# When the same villager keeps asking to leave.. but you dont want them to leave



## Lotusblossom (Jul 31, 2020)

Pate keeps asking to leave... and i reset before answering every time like seven times now.. but shes the only one who keeps asking noone else!!!!


----------



## Miss Misty (Jul 31, 2020)

Are you TTing?

If you aren't TTing, then the bubble won't move until tomorrow.
If you are TTing and you're getting fed up, just tell her to stay and TT 5 days ahead. That's how long the cooldown is after telling someone to stay. A different person should get the bubble.


----------



## Lotusblossom (Jul 31, 2020)

Miss Misty said:


> Are you TTing?
> 
> If you aren't TTing, then the bubble won't move until tomorrow.
> If you are TTing and you're getting fed up, just tell her to stay and TT 5 days ahead. That's how long the cooldown is after telling someone to stay. A different person should get the bubble.
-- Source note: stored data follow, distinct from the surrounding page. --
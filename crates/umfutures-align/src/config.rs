/*
[INPUT]:  YAML configuration file
[OUTPUT]: Parsed gateway configuration with defaults for every knob
[POS]:    Configuration layer - engine setup
[UPDATE]: When adding new configuration options
*/

use std::path::PathBuf;
use std::time::Duration;

use rust_decimal::Decimal;
use serde::{Deserialize, Serialize};

/// Top-level configuration for the alignment gateway.
#[derive(Debug, Clone, Deserialize, Serialize)]
pub struct GatewayConfig {
    /// Target position file written by the upstream strategy
    #[serde(default = "defaults::target_file")]
    pub target_file: PathBuf,
    /// Directory for feedback reports
    #[serde(default = "defaults::results_dir")]
    pub results_dir: PathBuf,
    /// Cached exchange-info blob used to load trading rules
    #[serde(default)]
    pub exchange_info_file: Option<PathBuf>,
    /// Target-file poll interval in milliseconds
    #[serde(default = "defaults::file_poll_interval_ms")]
    pub file_poll_interval_ms: u64,
    /// Periodic account snapshot cadence in seconds
    #[serde(default = "defaults::account_refresh_secs")]
    pub account_refresh_secs: u64,
    /// How long an alignment cycle waits for a snapshot
    #[serde(default = "defaults::snapshot_timeout_secs")]
    pub snapshot_timeout_secs: u64,
    /// How long an alignment cycle waits for order completion
    #[serde(default = "defaults::completion_timeout_secs")]
    pub completion_timeout_secs: u64,
    /// Absolute tolerance floor for position comparisons
    #[serde(default = "defaults::tolerance_threshold")]
    pub tolerance_threshold: Decimal,
    /// Relative tolerance as a fraction of the target quantity
    #[serde(default = "defaults::relative_tolerance")]
    pub relative_tolerance: Decimal,
    /// Adjustments above this size go through the TWAP executor
    #[serde(default = "defaults::twap_min_slice_size")]
    pub twap_min_slice_size: Decimal,
    /// Delay between TWAP slices in milliseconds
    #[serde(default = "defaults::twap_interval_ms")]
    pub twap_interval_ms: u64,
    /// Per-slice fallback timer forcing progress without a fill callback
    #[serde(default = "defaults::twap_slice_timeout_secs")]
    pub twap_slice_timeout_secs: u64,
    /// Watchdog that force-completes a stuck final slice
    #[serde(default = "defaults::twap_final_watchdog_secs")]
    pub twap_final_watchdog_secs: u64,
    /// Order lifecycle supervision
    #[serde(default)]
    pub orders: OrderConfig,
}

/// Order state machine supervision knobs.
#[derive(Debug, Clone, Deserialize, Serialize)]
pub struct OrderConfig {
    /// PendingSubmit orders older than this expire
    #[serde(default = "defaults::submit_timeout_ms")]
    pub submit_timeout_ms: u64,
    /// PendingCancel orders older than this error out
    #[serde(default = "defaults::cancel_timeout_ms")]
    pub cancel_timeout_ms: u64,
    /// Janitor sweep cadence
    #[serde(default = "defaults::cleanup_interval_ms")]
    pub cleanup_interval_ms: u64,
    /// Terminal records are retained this long for duplicate suppression
    #[serde(default = "defaults::retention_hours")]
    pub retention_hours: u64,
    /// Recent-fill suppression window
    #[serde(default = "defaults::recent_fill_window_secs")]
    pub recent_fill_window_secs: u64,
    /// Tolerance used when matching duplicate orders
    #[serde(default = "defaults::duplicate_tolerance")]
    pub duplicate_tolerance: Decimal,
}

impl Default for OrderConfig {
    fn default() -> Self {
        serde_yaml::from_str("{}").expect("empty order config deserializes")
    }
}

impl Default for GatewayConfig {
    fn default() -> Self {
        serde_yaml::from_str("{}").expect("empty gateway config deserializes")
    }
}

impl GatewayConfig {
    /// Load configuration from a YAML file.
    pub fn from_file(path: &str) -> anyhow::Result<Self> {
        let content = std::fs::read_to_string(path)?;
        let config: Self = serde_yaml::from_str(&content)?;
        Ok(config)
    }

    pub fn file_poll_interval(&self) -> Duration {
        Duration::from_millis(self.file_poll_interval_ms)
    }

    pub fn account_refresh_interval(&self) -> Duration {
        Duration::from_secs(self.account_refresh_secs)
    }

    pub fn snapshot_timeout(&self) -> Duration {
        Duration::from_secs(self.snapshot_timeout_secs)
    }

    pub fn completion_timeout(&self) -> Duration {
        Duration::from_secs(self.completion_timeout_secs)
    }

    pub fn twap_interval(&self) -> Duration {
        Duration::from_millis(self.twap_interval_ms)
    }

    pub fn twap_slice_timeout(&self) -> Duration {
        Duration::from_secs(self.twap_slice_timeout_secs)
    }

    pub fn twap_final_watchdog(&self) -> Duration {
        Duration::from_secs(self.twap_final_watchdog_secs)
    }
}

impl OrderConfig {
    pub fn submit_timeout(&self) -> Duration {
        Duration::from_millis(self.submit_timeout_ms)
    }

    pub fn cancel_timeout(&self) -> Duration {
        Duration::from_millis(self.cancel_timeout_ms)
    }

    pub fn cleanup_interval(&self) -> Duration {
        Duration::from_millis(self.cleanup_interval_ms)
    }

    pub fn retention(&self) -> Duration {
        Duration::from_secs(self.retention_hours * 3600)
    }

    pub fn recent_fill_window(&self) -> Duration {
        Duration::from_secs(self.recent_fill_window_secs)
    }
}

mod defaults {
    use rust_decimal::Decimal;
    use std::path::PathBuf;
    use std::str::FromStr;

    pub fn target_file() -> PathBuf {
        PathBuf::from("config/pos_update.json")
    }

    pub fn results_dir() -> PathBuf {
        PathBuf::from("results")
    }

    pub fn file_poll_interval_ms() -> u64 {
        100
    }

    pub fn account_refresh_secs() -> u64 {
        5
    }

    pub fn snapshot_timeout_secs() -> u64 {
        10
    }

    pub fn completion_timeout_secs() -> u64 {
        15
    }

    pub fn tolerance_threshold() -> Decimal {
        Decimal::from_str("0.000001").expect("valid tolerance")
    }

    pub fn relative_tolerance() -> Decimal {
        Decimal::from_str("0.05").expect("valid relative tolerance")
    }

    pub fn twap_min_slice_size() -> Decimal {
        Decimal::from(100)
    }

    pub fn twap_interval_ms() -> u64 {
        3000
    }

    pub fn twap_slice_timeout_secs() -> u64 {
        30
    }

    pub fn twap_final_watchdog_secs() -> u64 {
        10
    }

    pub fn submit_timeout_ms() -> u64 {
        5000
    }

    pub fn cancel_timeout_ms() -> u64 {
        3000
    }

    pub fn cleanup_interval_ms() -> u64 {
        1000
    }

    pub fn retention_hours() -> u64 {
        24
    }

    pub fn recent_fill_window_secs() -> u64 {
        30
    }

    pub fn duplicate_tolerance() -> Decimal {
        Decimal::from_str("0.000001").expect("valid duplicate tolerance")
    }
}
I have been tting 1 day at a time..


----------



## Duckling (Jul 31, 2020)

When I was trying to move out Sprinkle, Cookie kept wanting to move out  Finally managed it after 2-3 times of Cookie asking to leave haha


----------



## SirSean (Jul 31, 2020)

It's sort of annoying that even if you do everything possible to be friendly with your favourite villager they might still ask to move out.


----------



## rawstberry (Jul 31, 2020)

sadly sometimes it happens and what i started doing is: when it's finally the time for one of the villagers to ask to move i'll just keep ignoring whoever i want to keep if there's a buble above their head until it lands on the one that i don't want to have on my island anymore. so far this method has worked well for me, although it can take few days sometimes which can be a pain.


----------



## Chris (Jul 31, 2020)

It'll eventually move to another villager.


----------



## Hobowire (Jul 31, 2020)

It's RNG everyday.... I've had the same villager with the bubble many days in a row.  GL though.


----------



## Lotusblossom (Jul 31, 2020)

But if i quickly reset isnt it almost like i never talked to her??? What if you wait two minutes mid conversation where theyre asking to leave and then reset without answering the question maybe that makes a difference im gonna try it next time


----------



## justalittlemad (Jul 31, 2020)

To speed it up finish the conversation and tell her know. You're already TTing. The cool down cycle between telling a village no and the next is going to be 5 days now I believe they made it.


----------



## WaileaNoRei (Aug 1, 2020)

Lotusblossom said:


> But if i quickly reset isnt it almost like i never talked to her??? What if you wait two minutes mid conversation where theyre asking to leave and then reset without answering the question maybe that makes a difference im gonna try it next time



You don’t want the game to save the record of her asking to leave, because that is what you are avoiding by resetting the game. It won’t save her asking to leave if you are doing everything correctly. Is pate a newer villager (not the newest, obviously)? It is random but somewhat weighted toward villagers with whom you have a less established relationship asking to leave more often. But it is probably just unlucky RNG. Don’t worry! And if you get tired of the time travel grind you can do the reset and let the day turn over naturally and the bubble will still move to a new villager tomorrow, and you can take a break (and then start the tt grind again as desired/ needed)


----------



## Arckaniel (Aug 1, 2020)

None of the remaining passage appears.